I was going through a tough time financially, but Dad wasn’t well enough to drive anymore so the truck had to be sold… and I needed a truck.  When I asked if I could buy it, he agreed.  But when I went to write the cheque, he eyed me with his usual gentle gravity and said, “Now isn’t really a good time for this, is it?  We’ll do it later.”

The truck came to Calgary in the middle of summer, 800 miles in temperatures hovering around 37 degrees Celsius (98 Fahrenheit).  It had no air conditioning, and I was sick with a horrible head cold.  We crept across the prairies, stopping in every little town for Popsicles and cold water.  The truck performed faultlessly.  Me?  Not so much.

I tried to pay Dad for the truck, several times.  At last, I arrived on his doorstep with the cheque already written.  And he smiled and said, “Well, I’ve done some deals with the other kids, too, so we’ll just call it even.”  The cheque was torn up and the issue was closed.  That was my Dad.

By then the truck was twenty years old, but it never let me down.  It hauled furniture and pre-fab outhouses and garbage and tools.  Its capped box served as an impromptu storage shed, and I slept in it many times while camping.  Whenever friends needed to haul something, they knew they could come and borrow it.

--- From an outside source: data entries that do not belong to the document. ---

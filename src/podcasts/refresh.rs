//! Background refresh of stale detail and credits payloads.
//!
//! The request path only *dispatches* [`RefreshTask`]s through a
//! [`RefreshDispatcher`]; the work itself is done by
//! [`BackgroundRefresher::run`], which reports a [`RefreshOutcome`] telling
//! the queue whether to retry.

use std::fmt;

use podvault_common::ProviderError;
use serde::{Deserialize, Serialize};
use tracing::{error, info, warn};

use super::detail::{CreditsPayload, Hydrator, SwrCache, SwrResource};

/// A unit of background work.
#[derive(Debug, Clone, PartialEq, Eq, Hash, Serialize, Deserialize)]
#[serde(tag = "task", content = "id", rename_all = "snake_case")]
pub enum RefreshTask {
    /// Re-fetch and re-hydrate the detail payload for an id.
    Detail(String),
    /// Re-fetch the credits payload for an id.
    Credits(String),
}

impl RefreshTask {
    /// Task name as seen by the queue.
    pub fn name(&self) -> &'static str {
        match self {
            Self::Detail(_) => "refresh_podcast_detail",
            Self::Credits(_) => "refresh_podcast_credits",
        }
    }

    pub fn id(&self) -> &str {
        match self {
            Self::Detail(id) | Self::Credits(id) => id,
        }
    }
}

impl fmt::Display for RefreshTask {
    fn fmt(&self, f: &mut fmt::Formatter<'_>) -> fmt::Result {
        write!(f, "{}({})", self.name(), self.id())
    }
}

/// Non-blocking hand-off of refresh work to a task queue.
pub trait RefreshDispatcher: Send + Sync {
    /// Enqueue `task`. Must not wait for the task to run.
    fn dispatch(&self, task: RefreshTask) -> anyhow::Result<()>;
}

/// What happened to a refresh attempt.
#[derive(Debug, Clone, PartialEq)]
pub enum RefreshOutcome {
    /// Both keys were rewritten.
    Refreshed,
    /// The provider had nothing; the stale payload stays in place.
    KeptStale,
    /// A transient provider failure; the task should be retried.
    Retry(ProviderError),
    /// A terminal failure; stale data stays in place.
    GaveUp(String),
}

/// Re-runs the request-path fetch logic and overwrites both keys.
#[derive(Clone)]
pub struct BackgroundRefresher {
    swr: SwrCache,
    hydrator: Hydrator,
}

impl BackgroundRefresher {
    pub fn new(swr: SwrCache, hydrator: Hydrator) -> Self {
        Self { swr, hydrator }
    }

    pub async fn run(&self, task: &RefreshTask) -> RefreshOutcome {
        info!(task = %task, "Starting background refresh");
        let outcome = match task {
            RefreshTask::Detail(id) => self.refresh_detail(id).await,
            RefreshTask::Credits(id) => self.refresh_credits(id).await,
        };

        match &outcome {
            RefreshOutcome::Refreshed => info!(task = %task, "Refreshed"),
            RefreshOutcome::KeptStale => {
                warn!(task = %task, "Provider returned nothing, keeping stale data")
            }
            RefreshOutcome::Retry(e) => warn!(task = %task, error = %e, "Provider error, will retry"),
            RefreshOutcome::GaveUp(reason) => {
                error!(task = %task, reason = %reason, "Giving up, stale data preserved")
            }
        }
        outcome
    }

    async fn refresh_detail(&self, id: &str) -> RefreshOutcome {
        match self.hydrator.fetch_detail(id).await {
            Ok(Some(payload)) => self.write(SwrResource::Detail, id, &payload).await,
            Ok(None) => RefreshOutcome::KeptStale,
            Err(e) => classify(e),
        }
    }

    async fn refresh_credits(&self, id: &str) -> RefreshOutcome {
        match self.hydrator.fetch_credits(id).await {
            Ok(Some(credits)) => {
                let payload = CreditsPayload::new(id, credits);
                self.write(SwrResource::Credits, id, &payload).await
            }
            Ok(None) => RefreshOutcome::KeptStale,
            Err(e) => classify(e),
        }
    }

    async fn write<T: Serialize>(&self, resource: SwrResource, id: &str, payload: &T) -> RefreshOutcome {
        match self.swr.write(resource, id, payload).await {
            Ok(()) => RefreshOutcome::Refreshed,
            Err(e) => RefreshOutcome::GaveUp(e.to_string()),
        }
    }
}

/// Quota exhaustion is terminal; every other provider failure is retryable.
fn classify(error: ProviderError) -> RefreshOutcome {
    if error.is_quota_exhausted() {
        RefreshOutcome::GaveUp(error.to_string())
    } else {
        RefreshOutcome::Retry(error)
    }
}
//! Concrete podcast provider implementations.
//!
//! Each submodule wraps a single external API and implements the
//! [`PodcastProvider`](super::PodcastProvider) trait.

pub mod credentials;
mod graphql;
pub mod itunes;
pub mod podchaser;
pub mod taddy;

pub use credentials::{parse_credentials, CredentialPair, CredentialRotator};
pub use itunes::ItunesProvider;
pub use podchaser::PodchaserProvider;
pub use taddy::TaddyProvider;

use std::time::Duration;

/// Build an HTTP client with a fixed per-request timeout.
///
/// Falls back to a default client if the TLS backend fails to initialise;
/// the fallback has no timeout but keeps the provider usable.
pub(crate) fn http_client(timeout: Duration) -> reqwest::Client {
    reqwest::Client::builder()
        .timeout(timeout)
        .user_agent(concat!("podvault/", env!("CARGO_PKG_VERSION")))
        .build()
        .unwrap_or_else(|e| {
            tracing::warn!(error = %e, "Failed to build HTTP client, using defaults");
            reqwest::Client::new()
        })
}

The truck lived a hard life.  Parked on the street, its side mirror was smashed by vandals and it got egged and spray-painted.  Other drivers ran into it, five different times.  Sometimes they slid down our treacherous hill on winter ice and only stopped when they hit the truck.  Sometimes they backed into the side of it, apparently unable to see a bright red, twenty-foot long vehicle in their rear-view mirror.

But despite their incompetence as drivers, those people restored my faith in humanity.  I never found a dent in the truck that wasn’t accounted for.  Nobody discounted it as an old junker and drove away without reporting their accident.  Each time, our doorbell would ring and some contrite person would apologize profusely for hitting the truck.

Each time, I told them not to worry about it.  They’d have enough trouble and expense repairing their own vehicle, and they didn’t need the additional cost of an insurance claim.  Dad gave me the truck out of the goodness of his heart.  The least I could do was pass it on.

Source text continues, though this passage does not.